Stewart and Stephen McNally play two men desperate to win a marksman contest to own an 1873 Winchester repeating rifle in Dodge City, Kansas on the 4th of July in 1876. The two men, who are openly hostile to one another, have a history that will soon be revealed.
It turns out that Stewart and McNally are brothers, one good, one bad. Stewart is out to avenge McNally for the murder of their father. Although Stewart will win the contest hosted by the town’s sheriff, Wyatt Earp (played by Will Geer), McNally and his gang will steal it in the middle of the night.
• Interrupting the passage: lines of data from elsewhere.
/// Loader that walks a directory and dispatches files by extension
///
/// Supported extensions: md, txt, csv, json, pdf. Anything else is skipped;
/// a failure loading any supported file aborts the whole walk. Documents with
/// a content hash already seen during the walk are dropped as duplicates.
pub struct DirectoryLoader {
    path: PathBuf,
    json_pointer: String,
    json_field: String,
}

impl DirectoryLoader {
    pub fn new(path: impl Into<PathBuf>) -> Self {
        Self {
            path: path.into(),
            json_pointer: "/messages".to_string(),
            json_field: "content".to_string(),
        }
    }

    /// Override the pointer and field used for JSON files in the walk
    pub fn with_json_selectors(mut self, pointer: String, field: String) -> Self {
        self.json_pointer = pointer;
        self.json_field = field;
        self
    }
}

#[async_trait]
impl DocumentLoader for DirectoryLoader {
    async fn load(&self) -> Result<Vec<Document>> {
        let location = self.path.to_string_lossy().to_string();
        if !self.path.is_dir() {
            return Err(Error::loader(&location, "not a directory"));
        }

        let mut docs = Vec::new();
        for entry in WalkDir::new(&self.path).follow_links(true) {
            let entry = entry.map_err(|e| Error::loader(&location, e.to_string()))?;
            let path = entry.path();
            if !path.is_file() {
                continue;
            }

            let kind = path
                .extension()
                .and_then(|ext| SourceKind::from_extension(&ext.to_string_lossy()));

            match kind {
                Some(SourceKind::Markdown) => {
                    docs.extend(MarkdownLoader::new(path).load().await?);
                }
                Some(SourceKind::Text) => {
                    docs.push(load_text_file(path).await?);
                }
                Some(SourceKind::Csv) => {
                    docs.extend(CsvLoader::new(path).load().await?);
                }
                Some(SourceKind::Json) => {
                    docs.extend(
                        JsonLoader::new(path, self.json_pointer.clone(), self.json_field.clone())
                            .load()
                            .await?,
                    );
                }
                Some(SourceKind::Pdf) => {
                    docs.extend(PdfLoader::new(path).load().await?);
                }
                _ => {}
            }
        }

        // Drop duplicate content (same file reachable twice, copied files).
        let mut seen = std::collections::HashSet::new();
        let before = docs.len();
        docs.retain(|doc| seen.insert(doc.content_hash.clone()));
        if docs.len() < before {
            tracing::debug!(dropped = before - docs.len(), "deduplicated directory documents");
        }

        if docs.is_empty() {
            return Err(Error::loader(&location, "no supported files in directory"));
        }

        tracing::info!(path = %location, documents = docs.len(), "loaded directory");
        Ok(docs)
    }
}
The rifle will change hands several times before the film comes to its bloody conclusion. Also making strong impressions are Dan Duryea as a homicidal maniac, Millard Mitchell as Stewart’s friend, Rock Hudson as a doomed Indian Chief, and Tony Curtis as a cavalryman infatuated with Shelley Winters who pops up from time to time, ending up with Stewart.
The film won high honors for being one of the first to realistically portray Native Americans, but who here still speak in broken English and call themselves Indians although by the time the film takes place, many had had been university trained graduates who spoke perfect English and didn’t call themselves “Indians.”
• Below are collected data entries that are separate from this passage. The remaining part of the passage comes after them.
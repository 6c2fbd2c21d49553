//! Embedding provider trait for generating text embeddings

use async_trait::async_trait;

use crate::error::Result;

/// Maps text to a fixed-dimension embedding vector
#[async_trait]
pub trait EmbeddingProvider: Send + Sync {
    /// Generate an embedding for a single text
    async fn embed(&self, text: &str) -> Result<Vec<f32>>;

    /// Generate embeddings for multiple texts
    ///
    /// Default implementation calls `embed` sequentially.
    async fn embed_batch(&self, texts: &[String]) -> Result<Vec<Vec<f32>>> {
        let mut embeddings = Vec::with_capacity(texts.len());
        for text in texts {
            embeddings.push(self.embed(text).await?);
        }
        Ok(embeddings)
    }

    /// Embedding dimensions (e.g. 768 for nomic-embed-text)
    fn dimensions(&self) -> usize;

    /// Check whether the provider is reachable
    async fn health_check(&self) -> Result<bool>;

    /// Provider name for logging
    fn name(&self) -> &str;
}
//! Error types for the RAG pipeline

use thiserror::Error;

/// Crate-wide result alias
pub type Result<T> = std::result::Result<T, Error>;

/// Errors surfaced by pipeline stages
///
/// There is no retry or recovery anywhere in the pipeline: every variant
/// propagates to the caller and ultimately terminates the run.
#[derive(Debug, Error)]
pub enum Error {
    #[error("I/O error: {0}")]
    Io(#[from] std::io::Error),

    #[error("HTTP error: {0}")]
    Http(#[from] reqwest::Error),

    #[error("JSON error: {0}")]
    Json(#[from] serde_json::Error),

    #[error("CSV error: {0}")]
    Csv(#[from] csv::Error),

    #[error("config error: {0}")]
    Config(#[from] toml::de::Error),

    #[error("unsupported source: {0}")]
    UnsupportedSource(String),

    #[error("loader error for {location}: {reason}")]
    Loader { location: String, reason: String },

    #[error("PDF extraction failed: {0}")]
    Pdf(String),

    #[error("embedding error: {0}")]
    Embedding(String),

    #[error("LLM error: {0}")]
    Llm(String),

    #[error("index error: {0}")]
    Index(String),
}

impl Error {
    /// Create a loader error with a source location
    pub fn loader(location: impl Into<String>, reason: impl Into<String>) -> Self {
        Self::Loader {
            location: location.into(),
            reason: reason.into(),
        }
    }
}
The other thing the film is famous for is changing the dynamics of the Hollywood star system. It was the first film for which its star took a reduced salary in exchange for a percentage of the film’s profits. It made Stewart a rich man. He and Mann went on to make another seven films together including Bend of the River, The Naked Spur, and The Man from Laramie. After a falling out over 1957’s Night Passage which Mann felt was beneath him, they went their separate ways with Henry Fonda and Gary Cooper becoming Mann’s go-to stars in The Tin Star and Man of the West, respectively. He then made another career turn, directing such spectacles as El Cid and The Fall of the Roman Empire.
Stewart, of course, continued his legendary career with such films as Alfred Hitchcock’s Vertigo, Otto Preminger’s Anatomy of a Murder, and such occasional westerns as John Ford’s The Man Who Shot Liberty Valance and Andrew McLaglen’s Shenandoah.
Extras include the commentary Stewart made for the film’s laser disc, the only commentary he ever made, and a new interview with film programmer Adam Piron on the portrayal of Native Americans in the western genre.
A made-for-TV remake of Winchester ‘73 turned up in 1967 with Tom Tryon and John Saxon in the Stewart and McNally roles and Dan Duryea in a different role than in the original as their murdered father.
Forty years after Mann turned away from pure film noir with Winchester ‘73, Martin Scorsese produced The Grifters, one of the great modern noirs that he was unable to direct himself due to his work on the same year’s GoodFellas. Instead, he narrated the film’s introductory voiceover while turning directorial duties over to Stephen Frears.
British director Frears had already won acclaim for such films as 1986’s My Beautiful Laundrette which made a star of Daniel Day-Lewis, 1987’s Prick Up Your Ears with its indelible performances by Gary Oldman, Alfred Molina, and Vanessa Redgrave, and 1988’s Dangerous Liaisons starring Glenn Close, John Malkovich, and Michelle Pheiffer, which had been nominated for 7 Oscars including Best Picture and won two for its production design and costumes.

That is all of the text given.